По темной глади пробегала нервная рябь и, шурша, замирала в зарослях рогоза. Неровной походкой Элла зашла на деревянный мостик, села и скинула босоножки. Сильно пахло тиной и водорослями, но вода была прозрачной, теплой и приятно щекотала ноги. Теперь, выйдя на открытое пространство, она отчетливо видела темную, плотную тучу, неторопливо выкатывающуюся из-за макушек сосен на противоположном берегу. Элла достала из сумки серебряную фляжку и сделала большой глоток. Из глаз тут же брызнули слезы, а горло ободрало, словно наждаком. Не в силах больше сдерживаться, она заплакала. Почему-то именно сегодня она впервые после смерти отца почувствовала абсолютное, вселенское одиночество. Оно давило изнутри, заполняло ее всю без остатка.

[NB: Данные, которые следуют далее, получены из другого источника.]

//! Spent nullifiers and verified proof records.

use std::collections::{BTreeMap, BTreeSet};

use serde::{Deserialize, Serialize};
use zkrep_common::FieldElement;

use crate::error::LedgerError;
use crate::signals::ProofArgs;
use crate::types::{ProofIndex, ProofKey, SnarkProof};
use crate::verifier::CircuitTag;

/// A proof that passed verification, with its decoded public signals.
#[derive(Clone, Debug, PartialEq, Eq, Serialize, Deserialize)]
#[serde(rename_all = "camelCase")]
pub struct ValidProofRecord {
    pub circuit: CircuitTag,
    pub args: ProofArgs,
    pub proof: SnarkProof,
    /// Start-transition and process-attestations proofs a transition proof builds on.
    #[serde(default, skip_serializing_if = "Vec::is_empty")]
    pub linked_proofs: Vec<ProofIndex>,
    pub block_number: u64,
}

/// Double-spend guard for nullifiers and consumable proofs.
#[derive(Clone, Debug, Default, PartialEq, Eq)]
pub struct NullifierLedger {
    spent_nullifiers: BTreeSet<FieldElement>,
    valid_proofs: BTreeMap<ProofKey, ValidProofRecord>,
    spent_proofs: BTreeMap<ProofKey, bool>,
}

impl NullifierLedger {
    pub fn new() -> Self {
        Self::default()
    }

    /// Rebuilds a ledger from its persisted parts.
    pub fn from_parts(
        valid_proofs: BTreeMap<ProofKey, ValidProofRecord>,
        spent_proofs: BTreeMap<ProofKey, bool>,
        spent_nullifiers: impl IntoIterator<Item = FieldElement>,
    ) -> Self {
        Self {
            spent_nullifiers: spent_nullifiers.into_iter().collect(),
            valid_proofs,
            spent_proofs: spent_proofs.into_iter().filter(|(_, spent)| *spent).collect(),
        }
    }

    pub fn is_spent(&self, nullifier: &FieldElement) -> bool {
        self.spent_nullifiers.contains(nullifier)
    }

    /// First nullifier of `nullifiers` that is already spent.
    pub fn first_spent(&self, nullifiers: &[FieldElement]) -> Option<FieldElement> {
        nullifiers.iter().find(|n| self.is_spent(n)).copied()
    }

    /// Records `nullifier` as spent. A second call for the same nullifier is an error.
    pub fn mark_spent(&mut self, nullifier: FieldElement) -> Result<(), LedgerError> {
        if !self.spent_nullifiers.insert(nullifier) {
            return Err(LedgerError::DoubleSpend(nullifier));
        }
        Ok(())
    }

    pub fn spent_nullifiers(&self) -> &BTreeSet<FieldElement> {
        &self.spent_nullifiers
    }

    pub fn proof(&self, key: &ProofKey) -> Option<&ValidProofRecord> {
        self.valid_proofs.get(key)
    }

    pub fn record_proof(&mut self, key: ProofKey, record: ValidProofRecord) -> Result<(), LedgerError> {
        if self.valid_proofs.contains_key(&key) {
            return Err(LedgerError::ProofAlreadyRecorded(key));
        }
        self.valid_proofs.insert(key, record);
        Ok(())
    }

    pub fn valid_proofs(&self) -> &BTreeMap<ProofKey, ValidProofRecord> {
        &self.valid_proofs
    }

    pub fn is_proof_spent(&self, key: &ProofKey) -> bool {
        self.spent_proofs.get(key).copied().unwrap_or(false)
    }

    pub fn mark_proof_spent(&mut self, key: ProofKey) -> Result<(), LedgerError> {
        if self.is_proof_spent(&key) {
            return Err(LedgerError::ProofAlreadySpent(key));
        }
        self.spent_proofs.insert(key, true);
        Ok(())
    }

    pub fn spent_proofs(&self) -> &BTreeMap<ProofKey, bool> {
        &self.spent_proofs
    }
}
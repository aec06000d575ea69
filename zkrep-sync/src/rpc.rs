//! JSON-RPC event source over an ethers HTTP provider.

use async_trait::async_trait;
use ethers::{
    providers::{Http, Middleware, Provider},
    types::{Address, Filter, Log},
};
use tracing::debug;
use zkrep_ledger::RawLog;

use crate::source::{EventSource, SourceError};

/// Reads ledger contract logs with `eth_getLogs`.
pub struct RpcEventSource {
    provider: Provider<Http>,
    contract: Address,
}

impl RpcEventSource {
    pub fn new(rpc_url: &str, contract: Address) -> Result<Self, SourceError> {
        let provider = Provider::<Http>::try_from(rpc_url)
            .map_err(|e| SourceError::Rpc(format!("invalid rpc url {rpc_url}: {e}")))?;
        Ok(Self { provider, contract })
    }

    pub fn contract(&self) -> Address {
        self.contract
    }
}

#[async_trait]
impl EventSource for RpcEventSource {
    async fn fetch_events(&self, from_block: u64, to_block: u64) -> Result<Vec<RawLog>, SourceError> {
        let filter = Filter::new()
            .address(self.contract)
            .from_block(from_block)
            .to_block(to_block);
        let logs = self
            .provider
            .get_logs(&filter)
            .await
            .map_err(|e| SourceError::Rpc(e.to_string()))?;
        debug!(from_block, to_block, count = logs.len(), "fetched logs");

        logs.into_iter()
            .filter(|log| log.removed != Some(true))
            .map(raw_log)
            .collect()
    }

    async fn current_block(&self) -> Result<u64, SourceError> {
        self.provider
            .get_block_number()
            .await
            .map(|block| block.as_u64())
            .map_err(|e| SourceError::Rpc(e.to_string()))
    }
}

fn raw_log(log: Log) -> Result<RawLog, SourceError> {
    let block_number = log
        .block_number
        .ok_or_else(|| SourceError::InvalidLog("log has no block number".into()))?;
    let transaction_index = log
        .transaction_index
        .ok_or_else(|| SourceError::InvalidLog("log has no transaction index".into()))?;
    let log_index = log
        .log_index
        .ok_or_else(|| SourceError::InvalidLog("log has no log index".into()))?;
    Ok(RawLog {
        block_number: block_number.as_u64(),
        transaction_index: transaction_index.as_u64(),
        log_index: log_index.low_u64(),
        topics: log.topics,
        data: log.data,
    })
}
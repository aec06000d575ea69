//! Event-driven synchronizer for the zkrep reputation ledger.
//!
//! Replays contract logs into [`zkrep_ledger::LedgerState`], tails the chain
//! head, and persists progress so a restart resumes where it left off.

pub mod config;
pub mod error;
pub mod rpc;
pub mod scheduler;
pub mod snapshot;
pub mod source;
pub mod store;
pub mod synchronizer;
pub mod verifier_client;

pub use config::{DaemonConfig, SyncConfig};
pub use error::SyncError;
pub use rpc::RpcEventSource;
pub use scheduler::{backoff_delay, Scheduler, TokioScheduler};
pub use snapshot::{Snapshot, SyncCursor, SNAPSHOT_VERSION};
pub use source::{EventSource, SourceError};
pub use store::{FileSnapshotStore, MemorySnapshotStore, SnapshotStore, StoreError};
pub use synchronizer::{AcceptedEvent, BatchReport, DaemonHandle, Synchronizer};
pub use verifier_client::HttpProofVerifier;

Мать ее погибла, когда Элла была еще совсем маленькой девочкой. К чести отца надо сказать, что всю свою жизнь он посвятил своей горячо любимой дочери, и больше ни разу не женился, хотя всегда был весьма состоятельным, влиятельным, да и просто привлекательным мужчиной. К зятю Эдуард Филиппович Ремизов с самого начала относился осторожно и недоверчиво, но в помощи никогда не отказывал. Главное — счастье единственной дочери, а Элла, в свою очередь, не желая расстраивать отца, никогда не признавалась ему в том, что на самом деле творилось в ее семье.